Should I go Back to Treatment for Drugs and Alcohol?

Photo by Austin Chan on Unsplash

Around 90% of people with alcohol use disorder will relapse within the first four years after treatment.

That’s a pretty scary statistic.

The good news is that the longer you stay sober, the less likely you are to relapse. After two years, the relapse rate is less than half, and after five years, it’s less than 15%.

Plenty of people don’t make it the first time in treatment but get it the second go around. Or the third, or the twentieth, or even the fiftieth. Many people with years of recovery today went to treatment many times before finally getting it.

But for a person considering treatment who’s already been, it can feel hopeless.

Why even try going back if chances are you will fail again? Isn’t it easier to keep drinking rather than waste time and money on another trip to treatment?

My Story

The last time I went to treatment for alcohol was my sixth time doing so.

Six times.

I was sitting in my room, drunk, and I knew my life over. Something terrible was going to happen; I could feel it coming. I had this general sense of impending doom.

I knew I needed help. I’d repeatedly been trying for the last few months to quit drinking, and I couldn’t make it past the third day. On or before that third day, I’d become overwhelmed by this feeling of dread and anxiety. It felt like I was losing my mind. Drinking would fix that immediately, and so I kept giving in.

Having been to treatment five previous times, I knew I could easily stay sober there and get past that hump. In inpatient treatment, you are constantly monitored, they make it very hard to leave, and there is no access to alcohol or drugs. And you are surrounded by a staff that is there to help you and talk you through whatever you are going through and other patients who are going through the same thing.

But I almost decided not to go. What was the point if I was going to fail again? I came very close to just choosing to continue drinking even though I knew I was about to end up homeless, in jail, or dead.

Luckily, I was able to conjure a few reasons why it was worth trying again.
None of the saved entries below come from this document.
use super::error::TriggerError;
use super::types::{ActivationOutcome, TriggerConfig};
use super::validation::validate_config;
use crate::platform::Platform;
use crate::ports::{ActivationHandler, ControlBinding, ControlPort, LoggerPort};
use crate::time_it;
use futures::FutureExt;
use std::rc::Rc;
use std::sync::atomic::{AtomicU64, Ordering};

pub const STARTED_MESSAGE: &str = "Remote process started successfully.";
pub const REJECTED_MESSAGE: &str = "Failed to start the remote process.";

// console.time labels must not collide between overlapping activations
static ACTIVATION_SEQ: AtomicU64 = AtomicU64::new(0);

/// Sends one start request and logs its outcome.
///
/// Every activation is a fresh request and overlapping activations never wait
/// on each other; the sequence number only keeps debug timers apart.
pub async fn activate(platform: &Platform, config: &TriggerConfig) -> ActivationOutcome {
    let seq = ACTIVATION_SEQ.fetch_add(1, Ordering::Relaxed);
    let label = format!("POST {} #{seq}", config.endpoint);
    let outcome = time_it!(platform, &label, {
        match platform.transport().post(&config.endpoint).await {
            Ok(status) => ActivationOutcome::from_status(status),
            Err(err) => ActivationOutcome::TransportFailure {
                cause: err.cause().to_string(),
            },
        }
    });
    report(platform.logger(), &config.endpoint, &outcome);
    outcome
}

/// Exactly one entry per outcome: info on success, error otherwise.
pub fn report(logger: &dyn LoggerPort, endpoint: &str, outcome: &ActivationOutcome) {
    match outcome {
        ActivationOutcome::Success { .. } => logger.log(STARTED_MESSAGE),
        ActivationOutcome::RemoteRejected { .. } => logger.error(REJECTED_MESSAGE),
        ActivationOutcome::TransportFailure { cause } => {
            logger.error(&format!("Request to {endpoint} failed: {cause}"))
        }
    }
}

/// Validates `config` and subscribes `activate` to the configured control.
pub fn install(
    platform: &Platform,
    controls: &dyn ControlPort,
    config: TriggerConfig,
) -> Result<Box<dyn ControlBinding>, TriggerError> {
    validate_config(&config)?;

    let control_id = config.control_id.clone();
    let event = config.event.clone();
    let platform = platform.clone();
    let config = Rc::new(config);

    let handler: ActivationHandler = Rc::new(move || {
        let platform = platform.clone();
        let config = config.clone();
        async move { activate(&platform, &config).await }.boxed_local()
    });

    controls.bind(&control_id, &event, handler)
}

#[cfg(test)]
mod tests {
    use super::*;
    use crate::adapters::shared::{
        LogLevel, RecordingLogger, ScriptedReply, ScriptedTransport, SimulatedControls,
    };
    use crate::domain::trigger::{HttpStatus, TransportError};
    use crate::measure::set_debug_mode;
    use crate::ports::TransportPort;
    use async_trait::async_trait;
    use futures::executor::block_on;
    use futures::future::join_all;
    use std::future::Future;
    use std::pin::Pin;
    use std::sync::Arc;
    use std::task::{Context, Poll};

    /// Pending on first poll, ready on the second.
    struct YieldOnce(bool);

    impl Future for YieldOnce {
        type Output = ();

        fn poll(mut self: Pin<&mut Self>, cx: &mut Context<'_>) -> Poll<()> {
            if self.0 {
                Poll::Ready(())
            } else {
                self.0 = true;
                cx.waker().wake_by_ref();
                Poll::Pending
            }
        }
    }

    /// Answers 200 only after yielding, so joined activations overlap.
    struct SlowTransport;

    #[async_trait(?Send)]
    impl TransportPort for SlowTransport {
        async fn post(&self, _endpoint: &str) -> Result<HttpStatus, TransportError> {
            YieldOnce(false).await;
            Ok(HttpStatus(200))
        }
    }

    fn platform_with(transport: ScriptedTransport) -> (Platform, &'static RecordingLogger, Arc<ScriptedTransport>) {
        let logger = RecordingLogger::new().leak();
        let transport = Arc::new(transport);
        let platform = Platform::new()
            .with_logger(logger)
            .with_transport(transport.clone());
        (platform, logger, transport)
    }

    #[test]
    fn test_activate_issues_one_post_to_start() {
        let (platform, _, transport) = platform_with(ScriptedTransport::responding(200));
        block_on(activate(&platform, &TriggerConfig::default()));
        assert_eq!(transport.requests(), vec!["/start".to_string()]);
    }

    #[test]
    fn test_success_logs_one_info_entry() {
        let (platform, logger, _) = platform_with(ScriptedTransport::responding(200));
        let outcome = block_on(activate(&platform, &TriggerConfig::default()));

        assert_eq!(outcome, ActivationOutcome::Success { status: 200 });
        assert_eq!(logger.messages(LogLevel::Info), vec![STARTED_MESSAGE.to_string()]);
        assert_eq!(logger.count(LogLevel::Error), 0);
    }

    #[test]
    fn test_rejection_logs_one_error_entry() {
        let (platform, logger, _) = platform_with(ScriptedTransport::responding(500));
        let outcome = block_on(activate(&platform, &TriggerConfig::default()));

        assert_eq!(outcome, ActivationOutcome::RemoteRejected { status: 500 });
        assert_eq!(logger.messages(LogLevel::Error), vec![REJECTED_MESSAGE.to_string()]);
        assert_eq!(logger.count(LogLevel::Info), 0);
    }

    #[test]
    fn test_transport_failure_logs_distinct_error_with_cause() {
        let (platform, logger, _) =
            platform_with(ScriptedTransport::failing("connection refused"));
        let outcome = block_on(activate(&platform, &TriggerConfig::default()));

        assert_eq!(
            outcome,
            ActivationOutcome::TransportFailure {
                cause: "connection refused".to_string()
            }
        );
        let errors = logger.messages(LogLevel::Error);
        assert_eq!(errors.len(), 1);
        assert_ne!(errors[0], REJECTED_MESSAGE);
        assert!(errors[0].contains("connection refused"));
        assert!(errors[0].contains("/start"));
        assert_eq!(logger.count(LogLevel::Info), 0);
    }

    #[test]
    fn test_redirect_status_is_a_rejection() {
        let (platform, _, _) = platform_with(ScriptedTransport::responding(302));
        let outcome = block_on(activate(&platform, &TriggerConfig::default()));
        assert_eq!(outcome, ActivationOutcome::RemoteRejected { status: 302 });
    }

    #[test]
    fn test_rapid_activations_are_independent() {
        let (platform, logger, transport) = platform_with(
            ScriptedTransport::responding(200)
                .then(ScriptedReply::Status(500))
                .then(ScriptedReply::Failure("offline".to_string())),
        );
        let config = TriggerConfig::default();

        let outcomes = block_on(join_all((0..5).map(|_| activate(&platform, &config))));

        assert_eq!(transport.request_count(), 5);
        assert_eq!(outcomes.iter().filter(|o| o.is_success()).count(), 3);
        assert_eq!(logger.count(LogLevel::Info), 3);
        assert_eq!(logger.count(LogLevel::Error), 2);
    }

    #[test]
    fn test_repeated_successes_log_identical_sequences() {
        let (platform, logger, _) = platform_with(ScriptedTransport::responding(204));
        let config = TriggerConfig::default();

        block_on(activate(&platform, &config));
        let first: Vec<_> = logger
            .entries()
            .into_iter()
            .filter(|e| matches!(e.level, LogLevel::Info | LogLevel::Error))
            .collect();
        logger.clear();

        block_on(activate(&platform, &config));
        let second: Vec<_> = logger
            .entries()
            .into_iter()
            .filter(|e| matches!(e.level, LogLevel::Info | LogLevel::Error))
            .collect();

        assert_eq!(first, second);
    }

    #[test]
    fn test_overlapping_activations_use_distinct_timer_labels() {
        let logger = RecordingLogger::new().leak();
        let platform = Platform::new()
            .with_logger(logger)
            .with_transport(Arc::new(SlowTransport));
        let config = TriggerConfig::default();

        set_debug_mode(true);
        let outcomes = block_on(join_all((0..2).map(|_| activate(&platform, &config))));
        set_debug_mode(false);

        assert!(outcomes.iter().all(ActivationOutcome::is_success));
        let mut started = logger.messages(LogLevel::TimeStart);
        let mut ended = logger.messages(LogLevel::TimeEnd);
        assert_eq!(started.len(), 2);
        assert_ne!(started[0], started[1]);
        started.sort();
        ended.sort();
        assert_eq!(started, ended);
        assert_eq!(logger.count(LogLevel::Info), 2);
        assert_eq!(logger.count(LogLevel::Error), 0);
    }

    #[test]
    fn test_custom_endpoint_is_used() {
        let (platform, _, transport) = platform_with(ScriptedTransport::responding(200));
        let config = TriggerConfig {
            endpoint: "/api/start".to_string(),
            ..TriggerConfig::default()
        };
        block_on(activate(&platform, &config));
        assert_eq!(transport.requests(), vec!["/api/start".to_string()]);
    }

    #[test]
    fn test_install_missing_control_is_configuration_error() {
        let (platform, _, transport) = platform_with(ScriptedTransport::responding(200));
        let controls = SimulatedControls::new();

        let result = install(&platform, &controls, TriggerConfig::default());

        assert!(matches!(result, Err(TriggerError::ControlNotFound(id)) if id == "startButton"));
        assert_eq!(transport.request_count(), 0);
    }

    #[test]
    fn test_install_rejects_invalid_config_before_binding() {
        let (platform, _, _) = platform_with(ScriptedTransport::responding(200));
        let controls = SimulatedControls::new().with_control("startButton");
        let config = TriggerConfig {
            endpoint: "start".to_string(),
            ..TriggerConfig::default()
        };

        let result = install(&platform, &controls, config);

        assert!(matches!(result, Err(TriggerError::InvalidConfig(_))));
        assert_eq!(controls.listener_count("startButton"), 0);
    }

    #[test]
    fn test_each_click_fires_its_own_request() {
        let (platform, logger, transport) = platform_with(ScriptedTransport::responding(200));
        let controls = SimulatedControls::new().with_control("startButton");
        let _binding = install(&platform, &controls, TriggerConfig::default()).unwrap();

        let pending: Vec<_> = (0..3).flat_map(|_| controls.click("startButton")).collect();
        block_on(join_all(pending));

        assert_eq!(transport.request_count(), 3);
        assert_eq!(logger.count(LogLevel::Info), 3);
    }

    #[test]
    fn test_detached_binding_stops_requests() {
        let (platform, _, transport) = platform_with(ScriptedTransport::responding(200));
        let controls = SimulatedControls::new().with_control("startButton");
        let binding = install(&platform, &controls, TriggerConfig::default()).unwrap();
        assert_eq!(binding.control_id(), "startButton");

        binding.detach().unwrap();

        assert!(controls.click("startButton").is_empty());
        assert_eq!(transport.request_count(), 0);
    }
}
Even If you Relapse the Moment You Leave, Treatment is Still Worth it

Drugs and alcohol addiction takes an enormous toll on our physical and mental health.

Even if it’s just for one month, getting sober will increase your chances of staying alive and allow you to get your mind right.

Even though I didn’t stay sober the first five times, I’m probably only still here today because I got sober those times. One time, in particular, I remember my liver numbers were very elevated when I entered treatment. I was close to permanent liver damage, but I caught it just in time. By the time I left, they were back down to normal.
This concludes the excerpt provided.